When the pirate e-book site Z-library was shut down on November 1, students who had used it to download unauthorized copies of expensive textbooks were alarmed, while authors and publishers celebrated the closure of a so-called shadow library that one author said “is killing us” (Cramer, 2022). The struggle over digital piracy extends to college campuses, where the illegal downloading of copyrighted material is widespread. This project aims to spark a dialogue about the ethical implications of digital piracy at Susquehanna University, raise awareness among those who use pirated materials of the risks and consequences, and identify measures students and faculty can take to reduce digital piracy.

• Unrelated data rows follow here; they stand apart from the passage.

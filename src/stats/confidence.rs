//! 基于置信区间的提前停止
//!
//! 登记若干 (节点, 统计量, 置信水平, 相对误差阈值) 目标，
//! 所有目标的相对误差都不超过阈值时即可停止继续发起仿真。

use super::aggregate::ResultSummary;
use super::stat::Stat;
use super::summary::check_confidence;
use crate::error::StatsError;
use serde::{Deserialize, Serialize};

#[derive(Debug, Clone, PartialEq, Serialize, Deserialize)]
pub struct ConfidenceTarget {
    pub node: String,
    pub stat: Stat,
    pub confidence: f64,
    pub relative_error: f64,
}

#[derive(Debug, Clone, Default, PartialEq, Serialize, Deserialize)]
pub struct ConfidenceIndices {
    targets: Vec<ConfidenceTarget>,
}

impl ConfidenceIndices {
    pub fn new() -> Self {
        Self::default()
    }

    /// 登记一个目标；置信水平须在 (0, 1) 内，相对误差阈值不能为负或 NaN。
    pub fn add(
        &mut self,
        node: impl Into<String>,
        stat: Stat,
        confidence: f64,
        relative_error: f64,
    ) -> Result<&mut Self, StatsError> {
        check_confidence(confidence)?;
        if relative_error.is_nan() || relative_error < 0.0 {
            return Err(StatsError::InvalidRelativeError(relative_error));
        }
        self.targets.push(ConfidenceTarget {
            node: node.into(),
            stat,
            confidence,
            relative_error,
        });
        Ok(self)
    }

    pub fn targets(&self) -> &[ConfidenceTarget] {
        &self.targets
    }

    pub fn is_empty(&self) -> bool {
        self.targets.is_empty()
    }

    /// 每个目标当前的相对误差；不足 2 次仿真时为 `None`。
    pub fn relative_errors(&self, summary: &ResultSummary) -> Result<Vec<Option<f64>>, StatsError> {
        self.targets
            .iter()
            .map(|t| -> Result<Option<f64>, StatsError> {
                let s = summary.get(&t.node, t.stat)?;
                if s.count() < 2 {
                    Ok(None)
                } else {
                    s.relative_error(t.confidence).map(Some)
                }
            })
            .collect()
    }

    /// 所有目标都满足阈值。没有目标时视为满足。
    pub fn is_satisfied(&self, summary: &ResultSummary) -> Result<bool, StatsError> {
        if summary.runs() < 2 {
            // 已有结果时仍检查节点名，未知节点立即报错
            if summary.runs() == 1 {
                for t in &self.targets {
                    summary.get(&t.node, t.stat)?;
                }
            }
            return Ok(false);
        }
        let errors = self.relative_errors(summary)?;
        Ok(self
            .targets
            .iter()
            .zip(errors)
            .all(|(t, e)| e.is_some_and(|e| e <= t.relative_error)))
    }
}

Digital piracy includes the copying, sharing, and downloading of scholarly articles, book chapters, and textbooks. The economic impact on the publishing industry alone was estimated at $80-100 million by the Association of American Publishers in 2012 (Springen, 2014). Seven years later, the Authors Guild put the cost at over $300 million (Rau, 2019). Book piracy continues to rise, with one study showing visits to publishing piracy sites increasing to 11.66 billion in the third quarter of 2021, nearly double the number (6.02 billion visits) from the same quarter of 2020 (MUSO, 2021). All those illegal downloads may seem trivial when viewed in the context of the publishing industry’s revenue from selling textbooks alone: $7.85 billion in 2020, according to the U.S. Census Bureau. The high price of textbooks deters some students from purchasing the materials required for their courses. However, these high prices should not obscure the ethical dilemmas of widespread digital piracy.

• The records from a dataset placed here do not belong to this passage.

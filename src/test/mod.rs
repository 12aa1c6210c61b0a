mod end_criteria;
mod rng;
mod runner;
mod stats;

It is a subject worth of ethical consideration, according to Australian moral philosopher Hugh Breakey. If piracy is wrong, Breakey (2018) observes, “it is wrongness committed on a vast scale by millions of (perhaps otherwise morally decent) citizens, with substantial social and economic impacts” (p. 677). Authors depend on revenue from selling their work, and piracy impacts those authors’ ability to make a living and create new work. Do people engaging in piracy consider the impact of their actions? In a survey of 270 undergraduate students in China, Cheolho Yoon (2011) found that many students “regard digital piracy as an unfair and unethical behavior” (p. 413) even as they engage in the practice.

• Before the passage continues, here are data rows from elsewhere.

pub mod charting;

use ratatui::{
    buffer::Buffer,
    layout::{Alignment, Constraint, Direction, Layout, Rect},
    style::{Color, Modifier, Style},
    text::{Line, Span},
    widgets::{Axis, Chart, Dataset, GraphType, Paragraph, Widget, Wrap},
};
use unicode_width::UnicodeWidthStr;

use crate::{
    app::App,
    metrics::Verdict,
    session::{Session, SessionResult, SessionStatus, DURATION_CHOICES},
};

const HORIZONTAL_MARGIN: u16 = 5;
const VERTICAL_MARGIN: u16 = 2;

impl Widget for &App {
    fn render(self, area: Rect, buf: &mut Buffer) {
        if self.is_loading() {
            render_loading(area, buf);
            return;
        }

        match (self.session.status(), self.session.result()) {
            (SessionStatus::Finished, Some(result)) => render_results(self, result, area, buf),
            _ => render_typing(&self.session, area, buf),
        }
    }
}

fn bold() -> Style {
    Style::default().add_modifier(Modifier::BOLD)
}

fn dim_bold() -> Style {
    bold().add_modifier(Modifier::DIM)
}

fn render_loading(area: Rect, buf: &mut Buffer) {
    let chunks = Layout::default()
        .direction(Direction::Vertical)
        .constraints([
            Constraint::Percentage(50),
            Constraint::Length(1),
            Constraint::Min(0),
        ])
        .split(area);

    Paragraph::new(Span::styled(
        "loading words…",
        Style::default()
            .fg(Color::Yellow)
            .add_modifier(Modifier::ITALIC),
    ))
    .alignment(Alignment::Center)
    .render(chunks[1], buf);
}

fn duration_selector(session: &Session) -> Line<'static> {
    let current = session.duration_secs();
    let locked = session.status() == SessionStatus::Running;
    let mut spans = Vec::new();

    for secs in DURATION_CHOICES {
        let style = if secs == current {
            bold().add_modifier(Modifier::REVERSED)
        } else {
            dim_bold()
        };
        spans.push(Span::styled(format!(" {secs}s "), style));
        spans.push(Span::raw(" "));
    }
    if !DURATION_CHOICES.contains(&current) {
        spans.push(Span::styled(
            format!(" {current}s "),
            bold().add_modifier(Modifier::REVERSED),
        ));
    }
    if locked {
        spans = spans
            .into_iter()
            .map(|s| {
                let style = s.style.add_modifier(Modifier::DIM);
                s.style(style)
            })
            .collect();
    }
    Line::from(spans)
}

fn readout(session: &Session) -> Line<'static> {
    let remaining = session.remaining_secs();
    match session.status() {
        SessionStatus::Running => {
            let live = session.live_metrics();
            Line::from(vec![
                Span::styled(format!("{remaining}s"), bold().fg(Color::Yellow)),
                Span::raw("   "),
                Span::styled(format!("{} wpm", live.wpm), bold()),
                Span::raw("   "),
                Span::styled(format!("{}% acc", live.accuracy), bold()),
            ])
        }
        _ => Line::from(vec![
            Span::styled(format!("{remaining}s"), bold().fg(Color::Yellow)),
            Span::raw("   "),
            Span::styled(
                "start typing or press enter",
                Style::default().add_modifier(Modifier::ITALIC),
            ),
        ]),
    }
}

/// Spans for the target text coloured by verdict, with the caret on the
/// next expected character.
fn text_spans(session: &Session) -> Vec<Span<'static>> {
    let green_bold = bold().fg(Color::Green);
    let red_bold = bold().fg(Color::Red);
    let caret = dim_bold().add_modifier(Modifier::UNDERLINED);
    let cursor = session.cursor();

    session
        .target()
        .chars()
        .iter()
        .zip(session.verdicts())
        .enumerate()
        .map(|(idx, (expected, verdict))| match verdict {
            Verdict::Correct => Span::styled(expected.to_string(), green_bold),
            Verdict::Incorrect => Span::styled(
                match expected {
                    ' ' => "·".to_owned(),
                    c => c.to_string(),
                },
                red_bold,
            ),
            Verdict::Untyped if idx == cursor => Span::styled(expected.to_string(), caret),
            Verdict::Untyped => Span::styled(expected.to_string(), dim_bold()),
        })
        .collect()
}

/// First visible line so the caret line sits near the middle of the view.
fn scroll_offset(session: &Session, line_width: u16, visible_lines: u16) -> u16 {
    let line_width = usize::from(line_width.max(1));
    let typed: String = session.target().chars()[..session.cursor()].iter().collect();
    let caret_line = typed.width() / line_width;
    let total_lines = session.target().as_str().width() / line_width + 1;

    if total_lines <= usize::from(visible_lines) {
        return 0;
    }
    let offset = caret_line.saturating_sub(usize::from(visible_lines) / 2);
    u16::try_from(offset).unwrap_or(u16::MAX)
}

fn render_typing(session: &Session, area: Rect, buf: &mut Buffer) {
    let line_width = area.width.saturating_sub(HORIZONTAL_MARGIN * 2).max(1);
    let text_width = session.target().as_str().width();
    let text_lines = ((text_width as f64 / f64::from(line_width)).ceil() as u16 + 1)
        .min(area.height.saturating_sub(6).max(1));
    let single_line = text_width <= usize::from(line_width);
    let text_lines = if single_line { 1 } else { text_lines };
    let padding = area.height.saturating_sub(text_lines + 6) / 2;

    let chunks = Layout::default()
        .direction(Direction::Vertical)
        .horizontal_margin(HORIZONTAL_MARGIN)
        .constraints([
            Constraint::Length(padding),
            Constraint::Length(1), // duration selector
            Constraint::Length(1),
            Constraint::Length(1), // timer and live metrics
            Constraint::Length(1),
            Constraint::Length(text_lines),
            Constraint::Min(0),
            Constraint::Length(1), // legend
        ])
        .split(area);

    Paragraph::new(duration_selector(session))
        .alignment(Alignment::Center)
        .render(chunks[1], buf);

    Paragraph::new(readout(session))
        .alignment(Alignment::Center)
        .render(chunks[3], buf);

    let scroll = scroll_offset(session, line_width, chunks[5].height);
    Paragraph::new(Line::from(text_spans(session)))
        .alignment(if single_line {
            // single-line prompts are centered
            Alignment::Center
        } else {
            Alignment::Left
        })
        .wrap(Wrap { trim: false })
        .scroll((scroll, 0))
        .render(chunks[5], buf);

    let legend = if session.status() == SessionStatus::Running {
        "(tab) new text / (esc) stop"
    } else {
        "(tab) new text / (←/→) duration / (esc)ape"
    };
    Paragraph::new(Span::styled(
        legend,
        Style::default().add_modifier(Modifier::ITALIC),
    ))
    .render(chunks[7], buf);
}

fn best_line(app: &App) -> Line<'static> {
    if app.is_new_best() {
        return Line::from(Span::styled(
            "new best!",
            bold().fg(Color::Magenta),
        ));
    }
    match app.best() {
        Some(best) => {
            let when = best
                .achieved_at
                .map(|t| format!(" on {}", t.format("%Y-%m-%d")))
                .unwrap_or_default();
            Line::from(Span::styled(
                format!("best {} wpm / {}% acc{}", best.wpm, best.accuracy, when),
                Style::default().fg(Color::Cyan).add_modifier(Modifier::ITALIC),
            ))
        }
        None => Line::from(Span::styled(
            "no best score yet",
            Style::default().fg(Color::Gray).add_modifier(Modifier::ITALIC),
        )),
    }
}

fn render_results(app: &App, result: &SessionResult, area: Rect, buf: &mut Buffer) {
    let chunks = Layout::default()
        .direction(Direction::Vertical)
        .horizontal_margin(HORIZONTAL_MARGIN)
        .vertical_margin(VERTICAL_MARGIN)
        .constraints([
            Constraint::Min(1),    // chart
            Constraint::Length(1), // stats
            Constraint::Length(1), // chars and time
            Constraint::Length(1), // best score
            Constraint::Length(1), // padding
            Constraint::Length(1), // legend
        ])
        .split(area);

    let coords = app.session.wpm_coords();
    let (overall_duration, highest_wpm) =
        charting::compute_chart_params(coords, app.session.duration_secs());
    let tuples: Vec<(f64, f64)> = coords.iter().map(|p| (*p).into()).collect();
    let datasets = vec![Dataset::default()
        .marker(ratatui::symbols::Marker::Braille)
        .style(Style::default().fg(Color::Magenta))
        .graph_type(GraphType::Line)
        .data(&tuples)];

    Chart::new(datasets)
        .x_axis(
            Axis::default()
                .title("seconds")
                .bounds([1.0, overall_duration])
                .labels(vec![
                    Span::styled("1", bold()),
                    Span::styled(charting::format_label(overall_duration), bold()),
                ]),
        )
        .y_axis(
            Axis::default()
                .title("wpm")
                .bounds([0.0, highest_wpm])
                .labels(vec![
                    Span::styled("0", bold()),
                    Span::styled(charting::format_label(highest_wpm), bold()),
                ]),
        )
        .render(chunks[0], buf);

    Paragraph::new(Span::styled(
        format!(
            "{} wpm   {}% acc   {:.2} sd",
            result.wpm, result.accuracy, result.std_dev
        ),
        bold(),
    ))
    .alignment(Alignment::Center)
    .render(chunks[1], buf);

    Paragraph::new(Span::styled(
        format!(
            "{}/{} chars correct in {}s",
            result.correct_chars, result.total_chars, result.elapsed_secs
        ),
        dim_bold(),
    ))
    .alignment(Alignment::Center)
    .render(chunks[2], buf);

    Paragraph::new(best_line(app))
        .alignment(Alignment::Center)
        .render(chunks[3], buf);

    Paragraph::new(Span::styled(
        "(r)etry / (n)ew / (←/→) duration / (esc)ape",
        Style::default().add_modifier(Modifier::ITALIC),
    ))
    .render(chunks[5], buf);
}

Breakey, H. (2018). Deliberate, Principled, Self-Interested Law Breaking: The Ethics of Digital “Piracy.” Oxford Journal of Legal Studies, 38(4), 676–705. https://doi.org/10.1093/ojls/gqy020
Cramer, J. (2022, November 4). Pirated e-book site Z-Library vanishes—sending college students into a panic. Fast Company. Retrieved from https://www.fastcompany.com/90806657/z-library-ebook-piracy-shut-down-alternatives
MUSO. (October 27, 2021). Number of visits to publishing piracy sites worldwide from 1st quarter 2020 to 3rd quarter 2021 (in billions) [Graph]. In Statista. Retrieved from https://www.statista.com/statistics/1260440/visits-publishing-piracy-sites-worldwide/
Rau, C. M. (2019, July 24). How to help combat piracy in publishing. BOOK RIOT. Retrieved November 9, 2022, from https://bookriot.com/piracy-in-publishing/
Springen, K. (2014). The piracy problem. Publishers Weekly, 261(29), 24-n/a. Retrieved from http://libgateway.susqu.edu/login?url=https://www.proquest.com/trade-journals/piracy-problem/docview/1547921454/se-2
US Census Bureau. (November 23, 2021). Estimated textbook publishing revenue in the United States from 2010 to 2020 (in billion U.S. dollars) [Graph]. In Statista. Retrieved from https://www.statista.com/statistics/185042/us-publishing-revenue-from-textbooks-since-2005/
Yoon, C. (2011). Theory of Planned Behavior and Ethics Theory in Digital Piracy: An Integrated Model. Journal of Business Ethics, 100(3), 405–417. https://doi.org/10.1007/s10551-010-0687-7
If you are a student at Susquehanna University, please support our research project by taking our 10-minute survey at the link above. Thank you!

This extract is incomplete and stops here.